**Exercise requirements**
Among the records below, count the lines where "filename" occurs, and report that total alone.

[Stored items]
------------------------------------------------------------
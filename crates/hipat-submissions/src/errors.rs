use hipat_errors::prelude::*;
use thiserror::Error;

#[derive(Debug, Error)]
#[error("{0:?}")]
pub struct SubmissionError(pub Box<ErrorObj>);

impl SubmissionError {
    pub fn into_inner(self) -> ErrorObj {
        *self.0
    }

    pub fn not_found(id: &str) -> Self {
        SubmissionError(Box::new(
            ErrorBuilder::new(codes::STORAGE_NOT_FOUND)
                .user_msg("Submission no longer exists.")
                .dev_msg(format!("submission not found: {id}"))
                .build(),
        ))
    }

    pub fn unknown(msg: &str) -> Self {
        SubmissionError(Box::new(
            ErrorBuilder::new(codes::UNKNOWN_INTERNAL)
                .user_msg("Submission operation failed.")
                .dev_msg(msg)
                .build(),
        ))
    }
}
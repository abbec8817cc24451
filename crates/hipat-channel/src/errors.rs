use hipat_errors::prelude::*;
use hipat_submissions::prelude::SubmissionError;
use hipat_tools::prelude::ToolError;
use thiserror::Error;

#[derive(Debug, Error)]
#[error("{0:?}")]
pub struct ChannelError(pub Box<ErrorObj>);

impl ChannelError {
    pub fn into_inner(self) -> ErrorObj {
        *self.0
    }

    pub fn not_configured(tool_id: &str, mode: &str) -> Self {
        ChannelError(Box::new(
            ErrorBuilder::new(codes::TOOL_NOT_CONFIGURED)
                .user_msg("This tool has no usable link yet.")
                .dev_msg(format!("no usable {mode} url for tool {tool_id}"))
                .build(),
        ))
    }

    pub fn load_timeout(elapsed_ms: i64) -> Self {
        ChannelError(Box::new(
            ErrorBuilder::new(codes::CHANNEL_LOAD_TIMEOUT)
                .user_msg("The tool took too long to load. Try again.")
                .dev_msg(format!("no ready signal after {elapsed_ms}ms"))
                .retry(RetryClass::Transient)
                .build(),
        ))
    }

    pub fn load_failed(detail: &str) -> Self {
        ChannelError(Box::new(
            ErrorBuilder::new(codes::CHANNEL_LOAD_FAILED)
                .user_msg("The tool failed to load. Try again.")
                .dev_msg(detail)
                .retry(RetryClass::Transient)
                .build(),
        ))
    }

    pub fn missing_email() -> Self {
        ChannelError(Box::new(
            ErrorBuilder::new(codes::SCHEMA_VALIDATION)
                .user_msg("The tool did not provide a contact email, so this result cannot be saved.")
                .dev_msg("completion payload lacks a usable clientData.email")
                .build(),
        ))
    }

    pub fn unavailable(msg: &str) -> Self {
        ChannelError(Box::new(
            ErrorBuilder::new(codes::PROVIDER_UNAVAILABLE)
                .user_msg("Saving this result is temporarily unavailable.")
                .dev_msg(msg)
                .retry(RetryClass::Transient)
                .build(),
        ))
    }

    pub fn unknown(msg: &str) -> Self {
        ChannelError(Box::new(
            ErrorBuilder::new(codes::UNKNOWN_INTERNAL)
                .user_msg("Tool session failed.")
                .dev_msg(msg)
                .build(),
        ))
    }
}

impl From<ToolError> for ChannelError {
    fn from(err: ToolError) -> Self {
        ChannelError(Box::new(err.into_inner()))
    }
}

impl From<SubmissionError> for ChannelError {
    fn from(err: SubmissionError) -> Self {
        ChannelError(Box::new(err.into_inner()))
    }
}
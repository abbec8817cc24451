use serde::{Deserialize, Serialize};

/// How long a frame may sit in `Loading` before the session gives up.
pub const LOAD_TIMEOUT_MS: i64 = 30_000;

/// Bounds applied to tool-requested frame heights.
pub const MIN_FRAME_HEIGHT: u32 = 400;
pub const MAX_FRAME_HEIGHT: u32 = 800;

#[derive(Clone, Debug, Serialize, Deserialize)]
pub struct ChannelConfig {
    pub load_timeout_ms: i64,
    pub min_frame_height: u32,
    pub max_frame_height: u32,
}

impl Default for ChannelConfig {
    fn default() -> Self {
        Self {
            load_timeout_ms: LOAD_TIMEOUT_MS,
            min_frame_height: MIN_FRAME_HEIGHT,
            max_frame_height: MAX_FRAME_HEIGHT,
        }
    }
}

impl ChannelConfig {
    pub fn clamp_height(&self, requested: i64) -> u32 {
        requested.clamp(i64::from(self.min_frame_height), i64::from(self.max_frame_height)) as u32
    }
}
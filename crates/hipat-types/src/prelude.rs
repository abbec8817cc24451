pub use crate::id::{ClientId, Id, MentorId};
pub use crate::time::{now_ms, Timestamp};
use crate::errors::RosterError;
use async_trait::async_trait;
use hipat_submissions::prelude::Submission;
use hipat_types::prelude::MentorId;

/// Hands an invite off to whatever delivers it (email service, push,
/// in-app). The promotion flow only enqueues; delivery state lives with
/// the transport.
#[async_trait]
pub trait InviteSender: Send + Sync {
    async fn send(&self, mentor: &MentorId, submission: &Submission) -> Result<(), RosterError>;
}

pub struct NoopInviteSender;

#[async_trait]
impl InviteSender for NoopInviteSender {
    async fn send(&self, _mentor: &MentorId, _submission: &Submission) -> Result<(), RosterError> {
        Ok(())
    }
}
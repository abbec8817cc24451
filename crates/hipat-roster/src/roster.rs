use crate::errors::RosterError;
use crate::model::{Client, NewClient};
use async_trait::async_trait;
use hipat_storage::prelude::{
    InMemoryRepository, MemoryDatastore, QueryParams, Repository,
};
use hipat_types::prelude::{now_ms, ClientId, MentorId};
use std::sync::Arc;

#[async_trait]
pub trait ClientRoster: Send + Sync {
    async fn create_client(
        &self,
        mentor: &MentorId,
        fields: NewClient,
    ) -> Result<Client, RosterError>;

    async fn get(&self, mentor: &MentorId, id: &ClientId) -> Result<Option<Client>, RosterError>;

    async fn list(&self, mentor: &MentorId) -> Result<Vec<Client>, RosterError>;
}

/// Roster backed by the shared repository SPI, so swapping the memory
/// tier for a durable one is a constructor change.
#[derive(Clone)]
pub struct MemoryRoster {
    repo: Arc<InMemoryRepository<Client>>,
}

impl MemoryRoster {
    pub fn new(store: &MemoryDatastore) -> Self {
        Self {
            repo: Arc::new(InMemoryRepository::new(store)),
        }
    }
}

#[async_trait]
impl ClientRoster for MemoryRoster {
    async fn create_client(
        &self,
        mentor: &MentorId,
        fields: NewClient,
    ) -> Result<Client, RosterError> {
        let client = Client {
            id: ClientId::new_random(),
            mentor: mentor.clone(),
            name: fields.name,
            email: fields.email,
            phone: fields.phone,
            source_submission: fields.source_submission,
            created_at: now_ms(),
        };
        self.repo.create(mentor, &client).await?;
        Ok(client)
    }

    async fn get(&self, mentor: &MentorId, id: &ClientId) -> Result<Option<Client>, RosterError> {
        Ok(self.repo.get(mentor, &id.0).await?)
    }

    async fn list(&self, mentor: &MentorId) -> Result<Vec<Client>, RosterError> {
        let page = self.repo.select(mentor, QueryParams::default()).await?;
        let mut items = page.items;
        items.sort_by(|a, b| b.created_at.cmp(&a.created_at));
        Ok(items)
    }
}
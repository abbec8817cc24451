use crate::protocol::{FrameId, MessageEnvelope};

/// Why a message was discarded. Internal bookkeeping only: rejections are
/// silent at the boundary and the reason never carries payload data.
#[derive(Clone, Copy, Debug, PartialEq, Eq)]
pub enum DropReason {
    SourceMismatch,
    OriginMismatch,
    /// The active mode has no parseable URL, so no origin can be trusted.
    OriginUnresolved,
    ChannelClosed,
    Malformed,
}

impl DropReason {
    pub const fn as_str(self) -> &'static str {
        match self {
            DropReason::SourceMismatch => "source_mismatch",
            DropReason::OriginMismatch => "origin_mismatch",
            DropReason::OriginUnresolved => "origin_unresolved",
            DropReason::ChannelClosed => "channel_closed",
            DropReason::Malformed => "malformed",
        }
    }
}

/// The acceptance rule for embedded-tool messages. Source identity is
/// checked before origin so a hostile frame on the right origin is still
/// rejected; an unresolved origin rejects everything.
pub fn admit(
    expected_source: &FrameId,
    expected_origin: Option<&str>,
    envelope: &MessageEnvelope,
) -> Result<(), DropReason> {
    if envelope.source != *expected_source {
        return Err(DropReason::SourceMismatch);
    }
    match expected_origin {
        None => Err(DropReason::OriginUnresolved),
        Some(origin) if envelope.origin == origin => Ok(()),
        Some(_) => Err(DropReason::OriginMismatch),
    }
}

#[cfg(test)]
mod tests {
    use super::*;
    use crate::protocol::ToolMessage;

    fn envelope(source: &str, origin: &str) -> MessageEnvelope {
        MessageEnvelope {
            source: FrameId(source.into()),
            origin: origin.into(),
            message: ToolMessage::Ready,
        }
    }

    #[test]
    fn admits_matching_source_and_origin() {
        let frame = FrameId("frame_1".into());
        let env = envelope("frame_1", "https://tools.example.com");
        assert!(admit(&frame, Some("https://tools.example.com"), &env).is_ok());
    }

    #[test]
    fn rejects_foreign_source_even_with_matching_origin() {
        let frame = FrameId("frame_1".into());
        let env = envelope("frame_other", "https://tools.example.com");
        assert_eq!(
            admit(&frame, Some("https://tools.example.com"), &env),
            Err(DropReason::SourceMismatch)
        );
    }

    #[test]
    fn rejects_wrong_origin_even_with_matching_source() {
        let frame = FrameId("frame_1".into());
        let env = envelope("frame_1", "https://evil.example.com");
        assert_eq!(
            admit(&frame, Some("https://tools.example.com"), &env),
            Err(DropReason::OriginMismatch)
        );
    }

    #[test]
    fn rejects_everything_when_origin_cannot_be_resolved() {
        let frame = FrameId("frame_1".into());
        let env = envelope("frame_1", "https://tools.example.com");
        assert_eq!(admit(&frame, None, &env), Err(DropReason::OriginUnresolved));
    }
}
#[cfg(feature = "schema")]
use schemars::JsonSchema;
use serde::{Deserialize, Serialize};

#[derive(Clone, Copy, Debug, PartialEq, Eq, PartialOrd, Ord, Serialize, Deserialize)]
#[cfg_attr(feature = "schema", derive(JsonSchema))]
pub struct Timestamp(pub i64); // ms since epoch, UTC

pub fn now_ms() -> i64 {
    chrono::Utc::now().timestamp_millis()
}
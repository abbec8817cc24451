//! HiPat platform core.
//!
//! Mentor-side coaching services behind storage- and UI-agnostic SPIs:
//! the tool catalog, the embedded tool channel, submission intake and
//! roster promotion. Everything ships with in-memory implementations
//! that can simulate backend latency; durable stores plug in behind the
//! same traits.

pub use hipat_channel as channel;
pub use hipat_errors as errors;
pub use hipat_observe as observe;
pub use hipat_roster as roster;
pub use hipat_storage as storage;
pub use hipat_submissions as submissions;
pub use hipat_tools as tools;
pub use hipat_types as types;
use crate::catalog::{ToolDef, ToolId, ToolUrlOverride};
use crate::errors::ToolError;
use crate::share::{usable_url, validate_tool_url};
use async_trait::async_trait;
use chrono::{DateTime, Utc};
use hipat_types::prelude::MentorId;
use parking_lot::RwLock;
use std::collections::HashMap;
use std::sync::Arc;

#[derive(Clone, Debug)]
pub struct ToolState {
    pub def: ToolDef,
    pub updated_at: DateTime<Utc>,
}

#[derive(Clone, Debug, Default)]
pub struct ListFilter {
    pub include_inactive: bool,
    pub custom_only: bool,
}

/// URL changes for one tool. `None` leaves a slot unchanged; an empty
/// string clears it (the tool becomes unconfigured for that mode).
#[derive(Clone, Debug, Default)]
pub struct UrlPatch {
    pub live_url: Option<String>,
    pub self_service_url: Option<String>,
}

#[async_trait]
pub trait ToolRegistry: Send + Sync {
    /// Seed or customize a catalog entry. `is_configured` is recomputed
    /// here; callers cannot set it directly into a lie.
    async fn upsert(&self, def: ToolDef) -> Result<(), ToolError>;

    /// Reconfigure URLs, for the catalog defaults (`mentor = None`) or a
    /// single mentor's override. Non-http(s) URLs are rejected outright.
    async fn configure_urls(
        &self,
        tool: &ToolId,
        mentor: Option<&MentorId>,
        patch: UrlPatch,
    ) -> Result<ToolDef, ToolError>;

    /// Hide a tool from mentors. The entry stays in the catalog.
    async fn deactivate(&self, tool: &ToolId) -> Result<(), ToolError>;

    /// Drop a mentor-added tool. System tools are refused.
    async fn remove(&self, tool: &ToolId) -> Result<(), ToolError>;

    /// Active tools only; deactivated entries read as absent.
    async fn get(&self, tool: &ToolId) -> Result<Option<ToolDef>, ToolError>;

    async fn list(&self, filter: &ListFilter) -> Result<Vec<ToolDef>, ToolError>;
}

#[derive(Clone, Default)]
pub struct InMemoryToolRegistry {
    inner: Arc<RwLock<HashMap<ToolId, ToolState>>>,
}

impl InMemoryToolRegistry {
    pub fn new() -> Self {
        Self::default()
    }

    /// Registry preloaded with the platform seed catalog.
    pub fn seeded() -> Self {
        let registry = Self::new();
        let mut guard = registry.inner.write();
        for def in crate::catalog::seed_catalog() {
            guard.insert(
                def.id.clone(),
                ToolState {
                    def: normalize(def),
                    updated_at: Utc::now(),
                },
            );
        }
        drop(guard);
        registry
    }
}

fn normalize(mut def: ToolDef) -> ToolDef {
    def.is_configured = usable_url(&def.live_url).is_some();
    def
}

fn apply_patch(slot: &mut String, value: Option<String>) -> Result<(), ToolError> {
    if let Some(raw) = value {
        if raw.is_empty() {
            slot.clear();
        } else {
            validate_tool_url(&raw)?;
            *slot = raw;
        }
    }
    Ok(())
}

fn apply_override_patch(slot: &mut Option<String>, value: Option<String>) -> Result<(), ToolError> {
    if let Some(raw) = value {
        if raw.is_empty() {
            *slot = None;
        } else {
            validate_tool_url(&raw)?;
            *slot = Some(raw);
        }
    }
    Ok(())
}

#[async_trait]
impl ToolRegistry for InMemoryToolRegistry {
    async fn upsert(&self, def: ToolDef) -> Result<(), ToolError> {
        let state = ToolState {
            def: normalize(def),
            updated_at: Utc::now(),
        };
        let mut guard = self.inner.write();
        guard.insert(state.def.id.clone(), state);
        Ok(())
    }

    async fn configure_urls(
        &self,
        tool: &ToolId,
        mentor: Option<&MentorId>,
        patch: UrlPatch,
    ) -> Result<ToolDef, ToolError> {
        let mut guard = self.inner.write();
        let state = guard
            .get_mut(tool)
            .ok_or_else(|| ToolError::not_found(&tool.0))?;

        match mentor {
            None => {
                apply_patch(&mut state.def.live_url, patch.live_url)?;
                apply_patch(&mut state.def.self_service_url, patch.self_service_url)?;
            }
            Some(mentor) => {
                let over = state
                    .def
                    .mentor_overrides
                    .entry(mentor.0.clone())
                    .or_insert_with(ToolUrlOverride::default);
                apply_override_patch(&mut over.live_url, patch.live_url)?;
                apply_override_patch(&mut over.self_service_url, patch.self_service_url)?;
                if over.live_url.is_none() && over.self_service_url.is_none() {
                    state.def.mentor_overrides.remove(&mentor.0);
                }
            }
        }

        state.def.is_configured = usable_url(&state.def.live_url).is_some();
        state.updated_at = Utc::now();
        Ok(state.def.clone())
    }

    async fn deactivate(&self, tool: &ToolId) -> Result<(), ToolError> {
        let mut guard = self.inner.write();
        let state = guard
            .get_mut(tool)
            .ok_or_else(|| ToolError::not_found(&tool.0))?;
        state.def.is_active = false;
        state.updated_at = Utc::now();
        Ok(())
    }

    async fn remove(&self, tool: &ToolId) -> Result<(), ToolError> {
        let mut guard = self.inner.write();
        let state = guard
            .get(tool)
            .ok_or_else(|| ToolError::not_found(&tool.0))?;
        if !state.def.is_custom {
            return Err(ToolError::policy(&format!(
                "system tool {} cannot be removed, only deactivated",
                tool.0
            )));
        }
        guard.remove(tool);
        Ok(())
    }

    async fn get(&self, tool: &ToolId) -> Result<Option<ToolDef>, ToolError> {
        let guard = self.inner.read();
        Ok(guard
            .get(tool)
            .filter(|state| state.def.is_active)
            .map(|state| state.def.clone()))
    }

    async fn list(&self, filter: &ListFilter) -> Result<Vec<ToolDef>, ToolError> {
        let guard = self.inner.read();
        let mut out = Vec::new();
        for state in guard.values() {
            if !filter.include_inactive && !state.def.is_active {
                continue;
            }
            if filter.custom_only && !state.def.is_custom {
                continue;
            }
            out.push(state.def.clone());
        }
        out.sort_by(|a, b| a.name.cmp(&b.name));
        Ok(out)
    }
}
use async_trait::async_trait;
use std::collections::BTreeMap;

use crate::ctx::ObserveCtx;
use crate::model::{LogEvent, LogLevel};
use crate::pipeline::Redactor;

#[async_trait]
pub trait Logger: Send + Sync {
    async fn log(&self, ctx: &ObserveCtx, event: LogEvent);
}

pub struct NoopLogger;

#[async_trait]
impl Logger for NoopLogger {
    async fn log(&self, _ctx: &ObserveCtx, _event: LogEvent) {}
}

/// Forwards structured events to the process-wide `tracing` subscriber.
pub struct TracingLogger;

#[async_trait]
impl Logger for TracingLogger {
    async fn log(&self, _ctx: &ObserveCtx, event: LogEvent) {
        let fields = serde_json::Value::Object(event.fields.clone());
        match event.level {
            LogLevel::Debug => {
                tracing::debug!(target: "hipat::observe", mentor = event.mentor.as_deref(), %fields, "{}", event.message)
            }
            LogLevel::Info => {
                tracing::info!(target: "hipat::observe", mentor = event.mentor.as_deref(), %fields, "{}", event.message)
            }
            LogLevel::Warn => {
                tracing::warn!(target: "hipat::observe", mentor = event.mentor.as_deref(), %fields, "{}", event.message)
            }
            LogLevel::Error => {
                tracing::error!(target: "hipat::observe", mentor = event.mentor.as_deref(), %fields, "{}", event.message)
            }
        }
    }
}

pub struct LogBuilder {
    level: LogLevel,
    message: String,
    labels: BTreeMap<&'static str, String>,
    fields: serde_json::Map<String, serde_json::Value>,
}

impl LogBuilder {
    pub fn new(level: LogLevel, message: &str) -> Self {
        Self {
            level,
            message: message.to_string(),
            labels: BTreeMap::new(),
            fields: serde_json::Map::new(),
        }
    }

    pub fn label(mut self, key: &'static str, value: impl Into<String>) -> Self {
        self.labels.insert(key, value.into());
        self
    }

    pub fn field(mut self, key: &str, value: serde_json::Value) -> Self {
        self.fields.insert(key.to_string(), value);
        self
    }

    pub fn finish(self, ctx: &ObserveCtx, redactor: &dyn Redactor) -> LogEvent {
        let mut event = LogEvent {
            level: self.level,
            message: self.message,
            mentor: ctx.mentor.clone(),
            resource: ctx.resource.clone(),
            action: ctx.action.clone(),
            labels: self.labels,
            fields: self.fields,
        };
        redactor.redact(&mut event);
        event
    }
}
use crate::catalog::ToolDef;
use crate::errors::ToolError;
use hipat_types::prelude::MentorId;
use serde::{Deserialize, Serialize};
use url::Url;

#[derive(Clone, Copy, Debug, PartialEq, Eq, Serialize, Deserialize)]
#[serde(rename_all = "kebab-case")]
pub enum LaunchMode {
    Live,
    SelfService,
}

impl LaunchMode {
    pub const fn as_str(self) -> &'static str {
        match self {
            LaunchMode::Live => "live",
            LaunchMode::SelfService => "self-service",
        }
    }
}

#[derive(Clone, Copy, Debug, PartialEq, Eq, Serialize, Deserialize)]
#[serde(rename_all = "lowercase")]
pub enum Theme {
    Light,
    Dark,
}

impl Theme {
    pub const fn as_str(self) -> &'static str {
        match self {
            Theme::Light => "light",
            Theme::Dark => "dark",
        }
    }
}

/// Parses `raw` and accepts it only under http/https. Everything else
/// (empty, relative, javascript:, file:, data:) is unusable.
pub fn usable_url(raw: &str) -> Option<Url> {
    if raw.trim().is_empty() {
        return None;
    }
    let url = Url::parse(raw).ok()?;
    match url.scheme() {
        "http" | "https" => Some(url),
        _ => None,
    }
}

/// Builds the fully parameterized launch URL for an embedded tool.
///
/// An unusable base yields `""` instead of an error: at render time a
/// broken link is recoverable, so the host shows its "not configured"
/// treatment rather than failing the whole view. Stored URLs are guarded
/// separately by [`validate_tool_url`].
pub fn build_launch_url(
    base: &str,
    mentor: &MentorId,
    mentor_name: &str,
    mode: LaunchMode,
    theme: Theme,
) -> String {
    let mut url = match usable_url(base) {
        Some(url) => url,
        None => return String::new(),
    };
    url.query_pairs_mut()
        .append_pair("mentorId", &mentor.0)
        .append_pair("mentorName", mentor_name)
        .append_pair("mode", mode.as_str())
        .append_pair("callback", "postMessage")
        .append_pair("theme", theme.as_str());
    url.to_string()
}

/// Persistence-time guard for mentor-supplied tool URLs. Unlike the
/// builder this rejects loudly: a bad URL on disk keeps failing until
/// someone notices, so it must never be stored.
pub fn validate_tool_url(raw: &str) -> Result<(), ToolError> {
    if raw.trim().is_empty() {
        return Err(ToolError::invalid_url("tool url is empty"));
    }
    let url = Url::parse(raw)
        .map_err(|err| ToolError::invalid_url(&format!("tool url did not parse: {err}")))?;
    match url.scheme() {
        "http" | "https" => Ok(()),
        other => Err(ToolError::invalid_url(&format!(
            "unsupported url scheme: {other}"
        ))),
    }
}

/// The URL a session would actually load for this mentor and mode, if
/// there is a usable one.
pub fn effective_url(def: &ToolDef, mentor: &MentorId, mode: LaunchMode) -> Option<String> {
    let candidate = def.url_candidate(mentor, mode);
    usable_url(candidate).map(|_| candidate.to_string())
}

/// The origin embedded-tool messages must arrive from, recomputed from
/// the current definition rather than cached alongside the session.
pub fn expected_origin(def: &ToolDef, mentor: &MentorId, mode: LaunchMode) -> Option<String> {
    usable_url(def.url_candidate(mentor, mode)).map(|url| url.origin().ascii_serialization())
}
------------------------------------------------------------
**Solution**
4